Search for Common Ground (SFCG), a conflict prevention and conflict resolution NGO based in Washington, DC, honored Congressman John Lewis and Elwin Wilson for their reconciliation after Wilson’s apology for his civil-rights era violence against Lewis forty-eight years after the act. In January 2009, the two men met in Lewis’s congressional office where Elwin Wilson apologized to Rep. Lewis and expressed remorse for his long held hatred. Rep. Lewis then accepted the apology and offered his forgiveness without hesitation.
The first thing that came to mind when I learned about this conversation, which may or may not have included a cup of coffee, was the coffeehouse, the first social institution where rank and birth had no place; no seat could be reserved, as no man refused company. While segregation prevailed during the time when the coffeehouse came to prominence in London, the principle of equality this policy introduced had remarkable ramifications in the decades to come.
From the arrangement of its chairs, the coffee house allowed men who did not know each other to sit together amicably. While systems of respect were not abandoned totally, one of the attractions of the coffee house was meeting with people whose knowledge and interests might be of value. And though coffeehouse conversation was not always civil—imperfect communication is better than no communication at all—coffeehouses were great social levelers, open to all men and indifferent to social status.

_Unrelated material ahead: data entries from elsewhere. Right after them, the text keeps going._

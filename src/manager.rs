//! Index manager (C6).
//!
//! Drives the per-index lifecycle state machine, owns the two process-scope
//! registries (§3), builds writer and reader state for each shard from a
//! loaded definition, and runs the per-index commit/refresh schedulers
//! described in §4.6.

use std::sync::Arc;
use std::time::Duration;

use hashbrown::HashMap;
use parking_lot::Mutex;
use tokio_util::sync::CancellationToken;

use crate::error::{FlexError, FlexResult};
use crate::registry::Registry;
use crate::runtime::{IndexLookup, IndexRuntime};
use crate::schema::build_schema;
use crate::settings::{AnalyzerResolver, IndexDefinition, SettingsBuilder};
use crate::shard::{spawn_reopen_worker, Shard};

#[derive(Debug, Clone, Copy, PartialEq, Eq)]
pub enum IndexState {
    Opening,
    Online,
    Closing,
    Offline,
}

/// Persists index definitions (`IPersistenceStore`, §6). The real,
/// disk-backed settings store is an external collaborator (§1) — this
/// crate only depends on the trait boundary. [`InMemoryDefinitionStore`]
/// below is a minimal stand-in used by default and by tests.
pub trait IndexDefinitionStore: Send + Sync {
    fn get(&self, name: &str) -> Option<IndexDefinition>;
    fn put(&self, definition: IndexDefinition);
    fn delete(&self, name: &str);
    fn get_all(&self) -> Vec<IndexDefinition>;
}

#[derive(Default)]
pub struct InMemoryDefinitionStore {
    inner: Mutex<HashMap<String, IndexDefinition>>,
}

impl IndexDefinitionStore for InMemoryDefinitionStore {
    fn get(&self, name: &str) -> Option<IndexDefinition> {
        self.inner.lock().get(&name.to_ascii_lowercase()).cloned()
    }

    fn put(&self, definition: IndexDefinition) {
        self.inner.lock().insert(definition.name.to_ascii_lowercase(), definition);
    }

    fn delete(&self, name: &str) {
        self.inner.lock().remove(&name.to_ascii_lowercase());
    }

    fn get_all(&self) -> Vec<IndexDefinition> {
        self.inner.lock().values().cloned().collect()
    }
}

/// Per-index lifecycle manager: `Add`/`Open`/`Update`/`Close`/`Delete`/`Status`
/// (§4.6). Owns both process-scope registries described in §3.
pub struct IndexManager {
    registration: Arc<Registry<Arc<IndexRuntime>>>,
    status: Arc<Registry<IndexState>>,
    definitions: Arc<dyn IndexDefinitionStore>,
    resolver: Arc<dyn AnalyzerResolver>,
}

impl IndexLookup for IndexManager {
    fn get_online(&self, name: &str) -> Option<Arc<IndexRuntime>> {
        self.registration.get(name)
    }
}

impl IndexManager {
    pub fn new(definitions: Arc<dyn IndexDefinitionStore>, resolver: Arc<dyn AnalyzerResolver>) -> Self {
        Self {
            registration: Registry::new(),
            status: Registry::new(),
            definitions,
            resolver,
        }
    }

    pub fn status(&self, name: &str) -> Option<IndexState> {
        self.status.get(name)
    }

    pub fn exists(&self, name: &str) -> bool {
        self.status.contains(name)
    }

    pub fn get_online(&self, name: &str) -> FlexResult<Arc<IndexRuntime>> {
        self.registration
            .get(name)
            .ok_or_else(|| match self.status.get(name) {
                Some(IndexState::Offline) => FlexError::IndexIsOffline(name.to_string()),
                Some(IndexState::Opening) => FlexError::IndexIsOpening(name.to_string()),
                Some(_) => FlexError::IndexRegistrationMissing(name.to_string()),
                None => FlexError::IndexNotFound(name.to_string()),
            })
    }

    /// `Add`: persists the definition; if `online`, also builds the runtime.
    pub fn add(&self, definition: IndexDefinition, online: bool) -> FlexResult<()> {
        if self.status.contains(&definition.name) {
            return Err(FlexError::IndexAlreadyExists(definition.name));
        }

        self.status.put(&definition.name, IndexState::Opening);
        self.definitions.put(definition.clone());

        if online {
            match self.build_runtime(&definition) {
                Ok(runtime) => {
                    self.registration.put(&definition.name, runtime);
                    self.status.put(&definition.name, IndexState::Online);
                    Ok(())
                }
                Err(e) => {
                    self.status.put(&definition.name, IndexState::Offline);
                    Err(e)
                }
            }
        } else {
            self.status.put(&definition.name, IndexState::Offline);
            Ok(())
        }
    }

    /// `Update`: close then re-add. Rejected while `Opening` (§4.6 table).
    pub fn update(&self, definition: IndexDefinition) -> FlexResult<()> {
        match self.status.get(&definition.name) {
            Some(IndexState::Opening) => return Err(FlexError::IndexIsOpening(definition.name)),
            Some(IndexState::Online) => {
                self.close(&definition.name)?;
            }
            Some(_) | None => {}
        }

        self.definitions.delete(&definition.name);
        self.status.remove(&definition.name);
        self.add(definition, true)
    }

    /// `Delete`: closes if open, then removes the on-disk directory and the
    /// persisted definition. Close errors are non-fatal (§7).
    pub fn delete(&self, name: &str) -> FlexResult<()> {
        if !self.status.contains(name) {
            return Err(FlexError::IndexNotFound(name.to_string()));
        }

        if matches!(self.status.get(name), Some(IndexState::Online)) {
            let _ = self.close(name);
        }

        if let Some(definition) = self.definitions.get(name) {
            let root = definition.base_directory.join(&definition.name);
            if root.exists() {
                let _ = std::fs::remove_dir_all(root);
            }
        }

        self.definitions.delete(name);
        self.status.remove(name);
        Ok(())
    }

    /// `Close`: commits and releases every shard, cancels the schedulers.
    pub fn close(&self, name: &str) -> FlexResult<()> {
        match self.status.get(name) {
            Some(IndexState::Online) => {}
            _ => return Err(FlexError::IndexNotFound(name.to_string())),
        }

        self.status.put(name, IndexState::Closing);

        if let Some(runtime) = self.registration.remove(name) {
            runtime.cancellation.cancel();
            for shard in &runtime.shards {
                let shard = shard.clone();
                // Close errors are non-fatal; the state still transitions (§7).
                let _ = futures_block_on_close(shard);
            }
        }

        self.status.put(name, IndexState::Offline);
        Ok(())
    }

    /// `Open`: rebuilds the runtime from the persisted definition.
    pub fn open(&self, name: &str) -> FlexResult<()> {
        match self.status.get(name) {
            Some(IndexState::Offline) => {}
            Some(IndexState::Online) => return Ok(()),
            _ => return Err(FlexError::IndexNotFound(name.to_string())),
        }

        let definition = self
            .definitions
            .get(name)
            .ok_or_else(|| FlexError::IndexRegistrationMissing(name.to_string()))?;

        self.status.put(name, IndexState::Opening);
        match self.build_runtime(&definition) {
            Ok(runtime) => {
                self.registration.put(name, runtime);
                self.status.put(name, IndexState::Online);
                Ok(())
            }
            Err(e) => {
                self.status.put(name, IndexState::Offline);
                Err(e)
            }
        }
    }

    fn build_runtime(&self, definition: &IndexDefinition) -> FlexResult<Arc<IndexRuntime>> {
        let setting = SettingsBuilder::build_setting(definition, self.resolver.as_ref())?;
        let schema = build_schema(&setting);

        let mut shards = Vec::with_capacity(setting.shard_count);
        for n in 0..setting.shard_count {
            let path = setting.shard_path(n);
            let shard = Shard::open(&setting, schema.clone(), n, &path)
                .map_err(|e| FlexError::OpeningIndexWriter(e.to_string()))?;
            shards.push(Arc::new(shard));
        }

        let cancellation = CancellationToken::new();
        let runtime = Arc::new(IndexRuntime {
            setting,
            shards,
            cancellation: cancellation.clone(),
        });

        spawn_schedulers(runtime.clone());

        Ok(runtime)
    }
}

/// Best-effort synchronous close from a non-async context: the manager's
/// public API is synchronous (§4.6 table), while shard close is async
/// (writer actor ordering, §4.2). Tokio forbids nesting a runtime inside an
/// already-running one on the same thread, so the bridge runs on a fresh OS
/// thread with its own current-thread runtime instead of trying to block on
/// the caller's own executor.
fn futures_block_on_close(shard: Arc<Shard>) -> anyhow::Result<()> {
    std::thread::spawn(move || {
        let rt = tokio::runtime::Builder::new_current_thread().enable_all().build()?;
        rt.block_on(async move { shard.close().await })
    })
    .join()
    .unwrap_or_else(|_| Err(anyhow::Error::msg("shard close thread panicked")))
}

/// Spawns the two cooperative scheduler loops for an online index (§4.6):
/// a commit loop and a refresh loop, both terminated by the runtime's
/// cancellation token at the next tick.
fn spawn_schedulers(runtime: Arc<IndexRuntime>) {
    let commit_period = Duration::from_secs(runtime.setting.commit_period_secs.max(1));
    let refresh_period = Duration::from_millis(runtime.setting.refresh_period_ms.clamp(5, 25));

    let commit_runtime = runtime.clone();
    let commit_token = runtime.cancellation.clone();
    tokio::spawn(async move {
        loop {
            tokio::select! {
                _ = commit_token.cancelled() => break,
                _ = tokio::time::sleep(commit_period) => {}
            }
            for shard in &commit_runtime.shards {
                if let Err(e) = shard.commit_if_dirty().await {
                    // Scheduler errors are swallowed; the loop continues (§7).
                    warn!("commit loop failed for shard {}: {:?}", shard.shard_number, e);
                }
            }
        }
    });

    for shard in runtime.shards.iter().cloned() {
        let weak = Arc::downgrade(&shard);
        spawn_reopen_worker(weak, refresh_period, runtime.cancellation.clone());
    }
}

During the Civil Rights Movement, the Congress of Racial Equality (CORE) was founded in Chicago in 1942 to promote better race relations and end racial discrimination in the United States. One of their first nonviolent actions was a protest against racial segregation at a Chicago coffee shop in 1943, one of the earliest known sit-ins of that era.
As the struggle for equality and more equal rights continues, the coffee shop continues to be a place where people can openly talk about the politics of the day. The unanticipated consequence of not allowing a seat to be reserved has turned out to be a positive and historically significant one.
So, next time you’re at a coffee shop, pull up a chair next to a stranger, strike up a conversation, and continue a coffeehouse tradition that emerged more than 300 years ago. As long as people who share similar and different points of view have public and accessible places to talk about what matters most to them, fewer seats will be taken. In some parts of the world, they remain reserved…






2 Comments
I thought the english pubs were the first social institution where rank and birth had no place. But it seems that pubs were used by the working class and coffeehouses by intellectuals. What’s the difference between alcohol fueled conversations and coffee fueled conversations?
From my understanding, english pubs had private rooms and social classes kept to each other (more so), but I’ll look into it further. Coffeehouses were commonly used by intellectuals, merchants, and the working class too; they were often known as penny universities. There’s definitely nothing wrong with alcohol fueled conversations (I love a good IPA). Caffeine is simply known to increase alertness rather than reduce it, and a different type of conversation results.